Si tant de gens la trouvent attachante, c’est que Virginie se respecte et respecte les autres. « Elle vous rappelle toujours, explique Caroline Champetier. C’est quelqu’un de droit. » Elle assure toujours la promotion de ses films sans sourciller la publicité des films passant toujours avant la sienne. Une avant-première en plein week-end ne la fâche pas, elle enchaîne toutes les photos qu’il faut sans broncher et est plutôt en avance à ses rendez-vous. Il ne s’agit pas de docilité béate, mais de rigueur et de professionnalisme. Par contre, si les demandes ne sont pas aussi exigeantes qu’elle, son caractère têtu refait surface.
Il n’y a pas à craindre pour la fragilité d’une jeune actrice en devenir : Virginie est un petit soldat. Et elle a ses trucs. Ainsi, alors que tant d’actrices souffrent de l’insistance des regards sur elle, en particulier des regards masculins, elle est plus mateuse que matée manière maligne d’inverser le poids de la charge : derrière ses lunettes, elle ne perd jamais une miette du spectacle de la vie. Calme et posée, curieuse et attentive. Elle concilie lucidité et maturité, apportées par bientôt dix ans de carrière, avec des restes d’enfance qui reviennent par bouffées lorsqu’elle rit à une blague, s’enthousiasme pour un tube à la radio ou pour un bouquin.

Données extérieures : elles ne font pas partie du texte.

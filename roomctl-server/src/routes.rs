//! HTTP routes
//!
//! ```text
//! GET    /device?category=N
//! GET    /device/refresh
//! GET    /device/{id}
//! POST   /device
//! PUT    /device/{id}
//! DELETE /device/{id}
//! POST   /device/{id}/power/{on|off}
//! POST   /lights/wake/{name}
//! POST   /lights/shutdown/{name}
//! GET    /ws
//! ```

use std::convert::Infallible;
use std::sync::Arc;

use roomctl_drivers::PowerAction;
use roomctl_state::{
    Category, DeviceFilter, DeviceId, DevicePatch, DeviceService, NewDevice, RefreshOutcome,
    StateError,
};
use serde::Deserialize;
use serde_json::json;
use warp::http::StatusCode;
use warp::{Filter, Rejection, Reply};

use crate::broadcaster::Broadcaster;
use crate::error::{handle_rejection, ApiError};
use crate::ws;

/// Shared handles every route needs.
#[derive(Clone)]
pub struct AppState {
    pub service: Arc<DeviceService>,
    pub broadcaster: Arc<Broadcaster>,
}

impl AppState {
    pub fn new(service: Arc<DeviceService>, broadcaster: Arc<Broadcaster>) -> Self {
        Self {
            service,
            broadcaster,
        }
    }
}

#[derive(Debug, Default, Deserialize)]
pub struct ListQuery {
    pub category: Option<String>,
}

/// All routes, with rejections rendered as JSON.
pub fn routes(
    state: AppState,
) -> impl Filter<Extract = impl Reply, Error = Infallible> + Clone {
    let list = warp::path("device")
        .and(warp::path::end())
        .and(warp::get())
        .and(warp::query::<ListQuery>())
        .and(with_state(state.clone()))
        .and_then(list_devices);

    let refresh = warp::path("device")
        .and(warp::path!("refresh"))
        .and(warp::get())
        .and(with_state(state.clone()))
        .and_then(refresh_devices);

    let get = warp::path("device")
        .and(warp::path::param::<String>())
        .and(warp::path::end())
        .and(warp::get())
        .and(with_state(state.clone()))
        .and_then(get_device);

    let create = warp::path("device")
        .and(warp::path::end())
        .and(warp::post())
        .and(warp::body::json::<NewDevice>())
        .and(with_state(state.clone()))
        .and_then(create_device);

    let update = warp::path("device")
        .and(warp::path::param::<String>())
        .and(warp::path::end())
        .and(warp::put())
        .and(warp::body::json::<DevicePatch>())
        .and(with_state(state.clone()))
        .and_then(update_device);

    let delete = warp::path("device")
        .and(warp::path::param::<String>())
        .and(warp::path::end())
        .and(warp::delete())
        .and(with_state(state.clone()))
        .and_then(delete_device);

    let power = warp::path!("device" / String / "power" / String)
        .and(warp::post())
        .and(with_state(state.clone()))
        .and_then(power_device);

    let lights = warp::path!("lights" / String / String)
        .and(warp::post())
        .and(with_state(state.clone()))
        .and_then(switch_light);

    let realtime = warp::path("ws")
        .and(warp::path::end())
        .and(warp::ws())
        .and(with_state(state))
        .map(|upgrade: warp::ws::Ws, state: AppState| {
            upgrade.on_upgrade(move |socket| ws::session(socket, state.service, state.broadcaster))
        });

    list.or(refresh)
        .or(get)
        .or(create)
        .or(update)
        .or(delete)
        .or(power)
        .or(lights)
        .or(realtime)
        .recover(handle_rejection)
        .with(warp::trace::request())
}

fn with_state(state: AppState) -> impl Filter<Extract = (AppState,), Error = Infallible> + Clone {
    warp::any().map(move || state.clone())
}

async fn list_devices(query: ListQuery, state: AppState) -> Result<impl Reply, Rejection> {
    let filter = match query.category.as_deref().filter(|c| !c.is_empty()) {
        Some(code) => DeviceFilter::by_category(code.parse::<Category>().map_err(ApiError::reject)?),
        None => DeviceFilter::all(),
    };
    let devices = state.service.list(&filter).await.map_err(ApiError::reject)?;
    Ok(warp::reply::json(&devices))
}

async fn refresh_devices(state: AppState) -> Result<impl Reply, Rejection> {
    match state.service.refresh().await.map_err(ApiError::reject)? {
        RefreshOutcome::Completed(report) => Ok(warp::reply::with_status(
            warp::reply::json(&json!({
                "message": format!("Checked {} devices", report.checked),
                "updated": report.updated,
                "failed": report.failed,
            })),
            StatusCode::OK,
        )),
        RefreshOutcome::AlreadyRunning => Ok(warp::reply::with_status(
            warp::reply::json(&json!({ "message": "Refresh already running" })),
            StatusCode::ACCEPTED,
        )),
    }
}

async fn get_device(id: String, state: AppState) -> Result<impl Reply, Rejection> {
    let device = state
        .service
        .get(&DeviceId::new(id))
        .await
        .map_err(ApiError::reject)?;
    Ok(warp::reply::json(&device))
}

async fn create_device(new: NewDevice, state: AppState) -> Result<impl Reply, Rejection> {
    let device = state.service.create(new).await.map_err(ApiError::reject)?;
    Ok(warp::reply::with_status(
        warp::reply::json(&device),
        StatusCode::CREATED,
    ))
}

async fn update_device(
    id: String,
    patch: DevicePatch,
    state: AppState,
) -> Result<impl Reply, Rejection> {
    let device = state
        .service
        .update(&DeviceId::new(id), patch)
        .await
        .map_err(ApiError::reject)?;
    Ok(warp::reply::json(&device))
}

async fn delete_device(id: String, state: AppState) -> Result<impl Reply, Rejection> {
    state
        .service
        .delete(&DeviceId::new(id))
        .await
        .map_err(ApiError::reject)?;
    Ok(warp::reply::json(&json!({ "message": "Device deleted" })))
}

async fn power_device(id: String, action: String, state: AppState) -> Result<impl Reply, Rejection> {
    let action = match action.as_str() {
        "on" => PowerAction::On,
        "off" => PowerAction::Off,
        _ => {
            return Err(ApiError::reject(StateError::Validation(
                "Action needs to be on or off".to_string(),
            )))
        }
    };
    let new_state = state
        .service
        .power(&DeviceId::new(id), action)
        .await
        .map_err(ApiError::reject)?;
    Ok(warp::reply::json(&json!({ "state": new_state })))
}

async fn switch_light(verb: String, raw_name: String, state: AppState) -> Result<impl Reply, Rejection> {
    // names may contain spaces
    let name = urlencoding::decode(&raw_name)
        .map(|n| n.into_owned())
        .unwrap_or_else(|_| raw_name.clone());
    let (action, done) = match verb.as_str() {
        "wake" => (PowerAction::On, "on"),
        "shutdown" => (PowerAction::Off, "off"),
        _ => return Err(warp::reject::not_found()),
    };
    state
        .service
        .light_power(&name, action)
        .await
        .map_err(ApiError::reject)?;
    Ok(warp::reply::json(&json!({
        "success": true,
        "message": format!("{name} successfully turned {done}."),
    })))
}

On peut désormais s’amuser à la comparer avec des actrices d’autres générations, connues pour leur détermination et leur longévité. Selon Caroline Champetier, « elle aura des périodes comme Jeanne Moreau, des actrices de cette trempe-là. D’abord ce sont des actrices exportables. Virginie a la capacité d’une carrière internationale. Elle n’est pas typiquement française. Elle peut passer pour américaine, pour asiatique… » Pour Myriam Bru, « la comparaison avec Moreau s’impose pour le talent, le goût des auteurs. Mais à l’époque de Jeanne Moreau, les femmes s’identifiaient à Brigitte Bardot. Virginie, c’est le talent de Moreau, plus l’identification. » Benoît Jacquot considère qu’« Isabelle Huppert et Virginie, c’est la même force, qui vient de loin. Il y a chez l’une comme chez l’autre quelque chose qui appelle le gros plan. Où que la caméra soit par rapport à elle, il s’agit de chercher, d’aller approcher, de radiographier quelque chose qui se passe derrière la peau, derrière le regard. » On peut aussi penser à ce qu’écrivait François Truffaut à propos de Catherine Deneuve : « Il ne faut la comparer ni à une fleur ni à un bouquet, car il y a une certaine neutralité en elle qui m’amène à la comparer plutôt au vase dans lequel on peut mettre toutes les fleurs. »
On peut s’amuser à imaginer les surnoms que François Truffaut lui trouverait en tant que petite soeur de comédie musicale de Framboise Dorléac et Kate De Neuve : Virgénie Ledoyen, Virgeou Labenjamine, Virgin The Dean. Si Truffaut ne tournera jamais avec Virginie Ledoyen, tous les réalisateurs français rêvent aujourd’hui au rôle qu’ils vont bien pouvoir lui offrir.